Сегодня Лилиана была абсолютно уверена в том, что сон о толкании лодки по безводным улицам покинул ее раз и навсегда. В Голконде она обрела жизнь на плаву, отправилась в путешествие по воде. И дело не просто в обилии воды, но в текучем ритме аборигенов, которые никогда не попадали в сеть прошлого и не застывали на месте в унылом ожидании будущего. Как дети, они жили исключительно настоящим.

Лилиана читала, что правители Египта верили, что после смерти они присоединятся к каравану небесных ладей, совершающему бесконечное путешествие к Солнцу. Ученые обнаружили в подземной известняковой камере две лодки, которые с помощью древних текстов и погребальных изображений отождествили с небесными ладьями. Камера была так плотно запечатана, что в ней не обнаружили ни пыли, ни паутины. У египтян было две ладьи - для ночного путешествия к Луне и для дневного путешествия к солнцу.

Эти путешествия словно увековечились в ее снах, где лодок тоже было две: одна - замурованная в известняке и неспособная плыть по безводным дорогам тревоги, другая - свободно влекомая бесконечным течением жизни. Неподвижная лодка была обречена путешествовать по воспоминаниям, плывущую - ожидали бесчисленные открытия.

Этому каноэ, думала Лилиана, погружая руку в воду лагуны, суждено стать моей солнечной ладьей, пронизанной силами солнца и воды, вращающейся и плывущей безо всякого напряжения и усилий.

Доктор, кажется, тоже думал об иных местах. Возможно, о Мехико, где жила его жена? Или о трех своих маленьких детях? О прошлом? О студенческих годах, проведенных в Париже и Нью-Йорке?
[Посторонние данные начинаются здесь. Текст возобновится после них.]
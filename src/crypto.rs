//! Password hashing logic.

use argon2::password_hash::{
    PasswordHash, PasswordHasher, PasswordVerifier, SaltString,
};
use argon2::{Argon2, Params, Version};
use rand::rngs::OsRng;

use crate::config::Argon2 as ArgonConfig;

type Result<T> = std::result::Result<T, CryptoError>;

#[derive(thiserror::Error, Debug)]
pub enum CryptoError {
    #[error("argon2 error: {0}")]
    Argon2(String),

    #[error("password mismatch")]
    Mismatch,
}

/// Password manager that uses Argon2id and PHC string format for hashing and
/// verification.
pub struct PasswordManager {
    params: Params,
}

impl PasswordManager {
    /// Create a new [`PasswordManager`].
    pub fn new(config: Option<ArgonConfig>) -> Result<Self> {
        let config = config.unwrap_or_default();

        let params = Params::new(
            config.memory_cost,
            config.iterations,
            config.parallelism,
            Some(config.hash_length),
        )
        .map_err(|err| CryptoError::Argon2(err.to_string()))?;

        Ok(Self { params })
    }

    fn argon2(&self) -> Argon2 {
        Argon2::new(
            argon2::Algorithm::Argon2id,
            Version::V0x13,
            self.params.clone(),
        )
    }

    /// Hash password using Argon2id with a fresh random salt.
    pub fn hash_password(&self, password: impl AsRef<[u8]>) -> Result<String> {
        let salt = SaltString::generate(&mut OsRng);
        let hash = self
            .argon2()
            .hash_password(password.as_ref(), &salt)
            .map_err(|e| CryptoError::Argon2(e.to_string()))?;

        Ok(hash.to_string())
    }

    /// Verify password against a PHC string.
    pub fn verify_password(
        &self,
        password: impl AsRef<[u8]>,
        phc_hash: &str,
    ) -> Result<()> {
        let parsed =
            PasswordHash::new(phc_hash).map_err(|_| CryptoError::Mismatch)?;

        self.argon2()
            .verify_password(password.as_ref(), &parsed)
            .map_err(|_| CryptoError::Mismatch)
    }
}

#[cfg(test)]
mod tests {
    use super::*;

    fn manager() -> PasswordManager {
        // Small parameters so tests stay fast.
        PasswordManager::new(Some(ArgonConfig {
            memory_cost: 1024,
            iterations: 1,
            parallelism: 1,
            hash_length: 32,
        }))
        .unwrap()
    }

    #[test]
    fn test_hash_then_verify() {
        let pwd = manager();
        let hash = pwd.hash_password("Passw0rd").unwrap();

        assert_ne!(hash, "Passw0rd");
        assert!(hash.starts_with("$argon2id$"));
        assert!(pwd.verify_password("Passw0rd", &hash).is_ok());
    }

    #[test]
    fn test_wrong_password_is_rejected() {
        let pwd = manager();
        let hash = pwd.hash_password("Passw0rd").unwrap();

        assert!(matches!(
            pwd.verify_password("passw0rd", &hash),
            Err(CryptoError::Mismatch)
        ));
    }

    #[test]
    fn test_salts_are_per_record() {
        let pwd = manager();
        let first = pwd.hash_password("Passw0rd").unwrap();
        let second = pwd.hash_password("Passw0rd").unwrap();

        assert_ne!(first, second);
    }

    #[test]
    fn test_garbage_phc_string_is_rejected() {
        let pwd = manager();
        assert!(pwd.verify_password("Passw0rd", "not-a-phc-string").is_err());
    }
}
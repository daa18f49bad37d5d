mod repository;

pub use repository::*;

use chrono::{DateTime, Utc};
use serde::{Deserialize, Serialize};
use uuid::Uuid;

/// Window during which a destination can be booked.
#[derive(
    Clone, Copy, Debug, PartialEq, Serialize, Deserialize, sqlx::FromRow,
)]
pub struct Availability {
    pub from: DateTime<Utc>,
    pub to: DateTime<Utc>,
}

/// Rental listing as saved on database.
#[derive(Clone, Debug, PartialEq, Serialize, sqlx::FromRow)]
#[serde(rename_all = "camelCase")]
pub struct Destination {
    pub id: Uuid,
    pub title: String,
    pub room_type: String,
    pub description: String,
    pub address: String,
    pub city: Option<String>,
    pub country: String,
    /// Nightly price.
    pub price: f64,
    /// Absolute URLs of stored images.
    pub images: Vec<String>,
    pub amenities: Vec<String>,
    pub max_guests: i32,
    pub bedrooms: i32,
    pub bathrooms: i32,
    pub beds: i32,
    #[sqlx(flatten)]
    pub availability: Availability,
    /// Whether an active booking exists against this listing.
    pub occupied: bool,
    pub created_at: DateTime<Utc>,
}
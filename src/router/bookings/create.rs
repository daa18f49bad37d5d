use axum::Json;
use axum::extract::State;
use axum::http::StatusCode;
use chrono::Utc;
use serde::{Deserialize, Serialize};
use uuid::Uuid;
use validator::Validate;

use crate::AppState;
use crate::booking::{Booking, BookingRepository};
use crate::error::Result;
use crate::router::{AuthUser, Valid};
use axum::Extension;

#[derive(Debug, Serialize, Deserialize, Validate)]
#[serde(rename_all = "camelCase")]
pub struct Body {
    pub destination_id: Uuid,
    #[validate(email(message = "Email must be formatted."))]
    pub email: String,
    #[validate(range(min = 1, message = "Guests must be a positive count."))]
    pub guests: i32,
}

/// Handler to reserve a destination for the caller.
pub async fn handler(
    State(state): State<AppState>,
    Extension(auth): Extension<AuthUser>,
    Valid(body): Valid<Body>,
) -> Result<(StatusCode, Json<Booking>)> {
    let booking = BookingRepository::new(state.db.postgres.clone())
        .create(
            auth.id,
            body.destination_id,
            &body.email,
            body.guests,
            Utc::now(),
        )
        .await?;

    tracing::info!(booking_id = %booking.id, destination_id = %booking.destination_id,
        "booking created");

    Ok((StatusCode::CREATED, Json(booking)))
}

#[cfg(test)]
mod tests {
    use super::*;

    #[test]
    fn test_guests_must_be_positive() {
        for guests in [0, -2] {
            let body = Body {
                destination_id: Uuid::new_v4(),
                email: "a@x.com".into(),
                guests,
            };
            let errors = body.validate().unwrap_err();
            assert!(errors.field_errors().contains_key("guests"), "{guests}");
        }
    }

    #[test]
    fn test_missing_fields_fail_deserialization() {
        // destinationId, email and guests are all mandatory.
        for body in [
            r#"{}"#,
            r#"{"email": "a@x.com", "guests": 2}"#,
            r#"{"destinationId": "5f0c4e48-5e5c-4b9d-b6cf-5a53e42a4f41"}"#,
        ] {
            assert!(serde_json::from_str::<Body>(body).is_err(), "{body}");
        }
    }
}
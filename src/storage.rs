//! On-disk store for listing images.
//!
//! Each destination owns one directory under the media root; stored files
//! are exposed back as absolute URLs under `/media`.

use std::io;
use std::path::{Path, PathBuf};

use url::Url;
use uuid::Uuid;

/// Route prefix the media root is served under.
pub const MEDIA_ROUTE: &str = "/media";

/// Per-image upload ceiling.
pub const MAX_IMAGE_BYTES: usize = 5 * 1024 * 1024;

/// Store for uploaded listing images.
#[derive(Clone)]
pub struct MediaStore {
    root: PathBuf,
    base_url: Url,
}

impl MediaStore {
    /// Create a new [`MediaStore`] rooted at `root`, exposing files under
    /// the instance public URL.
    pub fn new(
        root: impl Into<PathBuf>,
        public_url: &str,
    ) -> Result<Self, url::ParseError> {
        Ok(Self {
            root: root.into(),
            base_url: Url::parse(public_url)?,
        })
    }

    /// Directory served under [`MEDIA_ROUTE`].
    pub fn root(&self) -> &Path {
        &self.root
    }

    /// Map an image content type to the stored file extension.
    /// Anything outside jpeg/jpg/png/webp is refused.
    pub fn extension_for(content_type: &str) -> Option<&'static str> {
        match content_type {
            "image/jpeg" | "image/jpg" => Some("jpg"),
            "image/png" => Some("png"),
            "image/webp" => Some("webp"),
            _ => None,
        }
    }

    /// Persist one image under the destination directory and return its
    /// absolute URL.
    pub async fn save(
        &self,
        destination_id: Uuid,
        extension: &str,
        bytes: &[u8],
    ) -> io::Result<String> {
        let dir = self.root.join(destination_id.to_string());
        tokio::fs::create_dir_all(&dir).await?;

        let file_name = format!("{}.{extension}", Uuid::new_v4());
        tokio::fs::write(dir.join(&file_name), bytes).await?;

        self.url_for(destination_id, &file_name)
            .map_err(|err| io::Error::other(err.to_string()))
    }

    /// Remove every stored image of a destination.
    pub async fn remove_all(&self, destination_id: Uuid) -> io::Result<()> {
        let dir = self.root.join(destination_id.to_string());

        match tokio::fs::remove_dir_all(&dir).await {
            Err(err) if err.kind() == io::ErrorKind::NotFound => Ok(()),
            other => other,
        }
    }

    fn url_for(
        &self,
        destination_id: Uuid,
        file_name: &str,
    ) -> Result<String, url::ParseError> {
        self.base_url
            .join(&format!(
                "{}/{destination_id}/{file_name}",
                MEDIA_ROUTE.trim_start_matches('/')
            ))
            .map(Into::into)
    }
}

#[cfg(test)]
mod tests {
    use super::*;

    fn store(root: impl Into<PathBuf>) -> MediaStore {
        MediaStore::new(root, "http://localhost:8080/").unwrap()
    }

    #[test]
    fn test_extension_allow_list() {
        assert_eq!(MediaStore::extension_for("image/jpeg"), Some("jpg"));
        assert_eq!(MediaStore::extension_for("image/jpg"), Some("jpg"));
        assert_eq!(MediaStore::extension_for("image/png"), Some("png"));
        assert_eq!(MediaStore::extension_for("image/webp"), Some("webp"));
        assert_eq!(MediaStore::extension_for("image/gif"), None);
        assert_eq!(MediaStore::extension_for("application/pdf"), None);
    }

    #[test]
    fn test_urls_are_absolute() {
        let id = Uuid::new_v4();
        let url = store("media").url_for(id, "photo.jpg").unwrap();

        assert_eq!(url, format!("http://localhost:8080/media/{id}/photo.jpg"));
    }

    #[tokio::test]
    async fn test_save_then_remove_all() {
        let root =
            std::env::temp_dir().join(format!("capabnb-{}", Uuid::new_v4()));
        let store = store(&root);
        let id = Uuid::new_v4();

        let url = store.save(id, "jpg", b"not really a jpeg").await.unwrap();
        assert!(url.contains(&id.to_string()));
        assert!(root.join(id.to_string()).is_dir());

        store.remove_all(id).await.unwrap();
        assert!(!root.join(id.to_string()).exists());

        // Removing an unknown destination is not an error.
        store.remove_all(Uuid::new_v4()).await.unwrap();

        tokio::fs::remove_dir_all(&root).await.ok();
    }
}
О первом поэтическом сборнике, опубликованном, когда ему едва исполнилось двадцать?

Лилиана улыбнулась ему, как бы говоря: вот и ты совершил тайное путешествие в прошлое. И тут они оба вернулись в настоящее.

Лилиана сказала:

- У этой местности есть какая-то особенность, не связанная непосредственно с ее красотой. Какая именно? Быть может, мягкость, которая уничтожает все мысли и баюкает тело ради чистого наслаждения? Или постоянное звучание музыки, не позволяющее мыслям нарушить течение жизни? Я видела разные деревья, разные реки - они совершенно не затрагивали мои чувства. Вы это чувствуете? А остальные? Не это ли чувство заставляет путешественников по южным морям не возвращаться домой?

- Оно не на всех действует одинаково, - с горечью в голосе сказал доктор, и Лилиана поняла, что он имеет в виду свою жену.

В чем состояла тайна жизни доктора Эрнандеса? В жене, которую он так и не смог заставить полюбить тот город и ту жизнь, которые любил сам?